> _Working data_:
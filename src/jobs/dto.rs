use serde::Deserialize;

use crate::{error::ApiError, users::Job};

/// Body of `POST /jobs` and `PUT /jobs`. `email` is whatever the client sent;
/// it is overwritten from the token before use.
#[derive(Debug, Deserialize)]
pub struct JobPayload {
    #[serde(default)]
    pub email: Option<String>,
    pub job: Job,
}

impl JobPayload {
    pub fn validated(self) -> Result<Self, ApiError> {
        if self.job.id.trim().is_empty() {
            return Err(ApiError::Validation("job.id is required".into()));
        }
        Ok(self)
    }
}

/// Body of `POST /jobs/:jid`.
#[derive(Debug, Default, Deserialize)]
pub struct DeletePayload {
    #[serde(default)]
    pub email: Option<String>,
}
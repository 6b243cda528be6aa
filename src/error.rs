use axum::{
    extract::rejection::{JsonRejection, PathRejection},
    http::StatusCode,
    response::{IntoResponse, Response},
};
use thiserror::Error;
use tracing::error;

use crate::users::StoreError;

/// Every failure a request can end with. The body of the response is the
/// plain-text message.
#[derive(Debug, Error)]
pub enum ApiError {
    #[error("User not found")]
    UserNotFound,

    #[error("Password is not correct")]
    PasswordMismatch,

    #[error("Missing or malformed Authorization header")]
    MissingOrMalformedHeader,

    #[error("Invalid token")]
    InvalidToken,

    #[error("{0}")]
    Validation(String),

    #[error("User already exists")]
    UserExists,

    #[error("Token does not grant access to this user")]
    Forbidden,

    #[error("User was modified concurrently, retry the request")]
    Conflict,

    #[error("Internal server error")]
    Internal(#[from] anyhow::Error),
}

impl ApiError {
    pub fn status(&self) -> StatusCode {
        match self {
            ApiError::UserNotFound
            | ApiError::PasswordMismatch
            | ApiError::MissingOrMalformedHeader
            | ApiError::InvalidToken
            | ApiError::Validation(_)
            | ApiError::UserExists => StatusCode::BAD_REQUEST,
            ApiError::Forbidden => StatusCode::FORBIDDEN,
            ApiError::Conflict => StatusCode::CONFLICT,
            ApiError::Internal(_) => StatusCode::INTERNAL_SERVER_ERROR,
        }
    }
}

impl IntoResponse for ApiError {
    fn into_response(self) -> Response {
        if let ApiError::Internal(e) = &self {
            error!(error = ?e, "request failed");
        }
        (self.status(), self.to_string()).into_response()
    }
}

impl From<StoreError> for ApiError {
    fn from(e: StoreError) -> Self {
        match e {
            StoreError::Duplicate(_) => ApiError::UserExists,
            StoreError::Conflict(_) => ApiError::Conflict,
            StoreError::Database(e) => {
                ApiError::Internal(anyhow::Error::new(e).context("user store"))
            }
        }
    }
}

impl From<JsonRejection> for ApiError {
    fn from(e: JsonRejection) -> Self {
        ApiError::Validation(e.body_text())
    }
}

impl From<PathRejection> for ApiError {
    fn from(e: PathRejection) -> Self {
        ApiError::Validation(e.body_text())
    }
}
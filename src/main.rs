mod app;
mod auth;
mod config;
mod error;
mod extract;
mod jobs;
mod state;
mod users;

#[tokio::main]
async fn main() -> anyhow::Result<()> {
    dotenvy::dotenv().ok();

    let env_filter = std::env::var("RUST_LOG")
        .unwrap_or_else(|_| "jobtrack=debug,axum=info,tower_http=info".to_string());
    let json_logs = std::env::var("LOG_FORMAT")
        .map(|v| v == "json")
        .unwrap_or(false);

    if json_logs {
        tracing_subscriber::fmt()
            .with_env_filter(env_filter)
            .with_target(false)
            .json()
            .init();
    } else {
        tracing_subscriber::fmt().with_env_filter(env_filter).init();
    }

    let config = config::AppConfig::from_env()?;
    let state = state::AppState::init(config).await?;
    app::serve(state).await
}
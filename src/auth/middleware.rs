//! Request gates for the auth chain.
//!
//! Protected routes run `require_bearer` as a route layer and then take an
//! [`AuthEmail`] argument, which verifies the token a second time and yields
//! the email the handler must act on.

use axum::{
    async_trait,
    extract::{FromRef, FromRequestParts, Request, State},
    http::{header::AUTHORIZATION, request::Parts, HeaderMap},
    middleware::Next,
    response::Response,
};
use tracing::{debug, warn};

use crate::{
    auth::{
        claims::IdentityClaims, dto::Credentials, jwt::JwtKeys, password::verify_password_async,
    },
    error::ApiError,
    state::AppState,
    users::{UserRecord, UserStore},
};

/// Pull the token out of `Authorization: Bearer <token>`.
pub fn bearer_token(headers: &HeaderMap) -> Result<&str, ApiError> {
    let header = headers
        .get(AUTHORIZATION)
        .and_then(|v| v.to_str().ok())
        .ok_or(ApiError::MissingOrMalformedHeader)?;

    match header.strip_prefix("Bearer ") {
        Some(token) if !token.trim().is_empty() => Ok(token.trim()),
        _ => Err(ApiError::MissingOrMalformedHeader),
    }
}

fn verify_identity(keys: &JwtKeys, headers: &HeaderMap) -> Result<IdentityClaims, ApiError> {
    let token = bearer_token(headers)?;
    keys.verify::<IdentityClaims>(token).map_err(|e| {
        warn!(error = %e, "token rejected");
        ApiError::InvalidToken
    })
}

/// Look the user up and check the password. Returns the loaded record so
/// the caller does not have to fetch it again.
pub async fn validate_password(
    store: &dyn UserStore,
    creds: &Credentials,
) -> Result<UserRecord, ApiError> {
    let user = store
        .find_by_email(&creds.email)
        .await?
        .ok_or_else(|| {
            warn!(email = %creds.email, "login unknown email");
            ApiError::UserNotFound
        })?;

    let ok = verify_password_async(creds.password.clone(), user.password_hash.clone()).await?;
    if !ok {
        warn!(email = %creds.email, "login invalid password");
        return Err(ApiError::PasswordMismatch);
    }
    Ok(user)
}

/// Route layer: reject the request unless it carries a valid bearer token.
/// The decoded claims are dropped.
pub async fn require_bearer(
    State(state): State<AppState>,
    request: Request,
    next: Next,
) -> Result<Response, ApiError> {
    verify_identity(&state.jwt, request.headers())?;
    Ok(next.run(request).await)
}

/// Email taken from a freshly verified bearer token.
#[derive(Debug, Clone)]
pub struct AuthEmail(pub String);

impl AuthEmail {
    /// Replace a client supplied email with the authenticated one and
    /// return the email to act on.
    pub fn inject(self, claimed: Option<String>) -> String {
        if let Some(c) = claimed.as_deref() {
            if c != self.0 {
                warn!(claimed = %c, token = %self.0, "body email differs from token, ignored");
            }
        }
        self.0
    }
}

#[async_trait]
impl<S> FromRequestParts<S> for AuthEmail
where
    S: Send + Sync,
    JwtKeys: FromRef<S>,
{
    type Rejection = ApiError;

    async fn from_request_parts(parts: &mut Parts, state: &S) -> Result<Self, Self::Rejection> {
        let keys = JwtKeys::from_ref(state);
        let claims = verify_identity(&keys, &parts.headers)?;
        debug!(email = %claims.email, "identity injected");
        Ok(AuthEmail(claims.email))
    }
}
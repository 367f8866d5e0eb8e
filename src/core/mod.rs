//! 核心基础设施：错误类型、存活租约与停止信号、优雅关闭

pub mod error;
pub mod shutdown;
pub mod signal;

pub use error::HiveError;
pub use shutdown::ShutdownManager;
pub use signal::{InMemorySignalStore, RunLease, SignalStore, StopSignal};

> _Exercise requirements_: Where a line in the records above contains the string "crate", copy that line.

> _Answer box_:
use crate::{error::ApiError, users::Job};
use crate::users::StoreError;
use crate::{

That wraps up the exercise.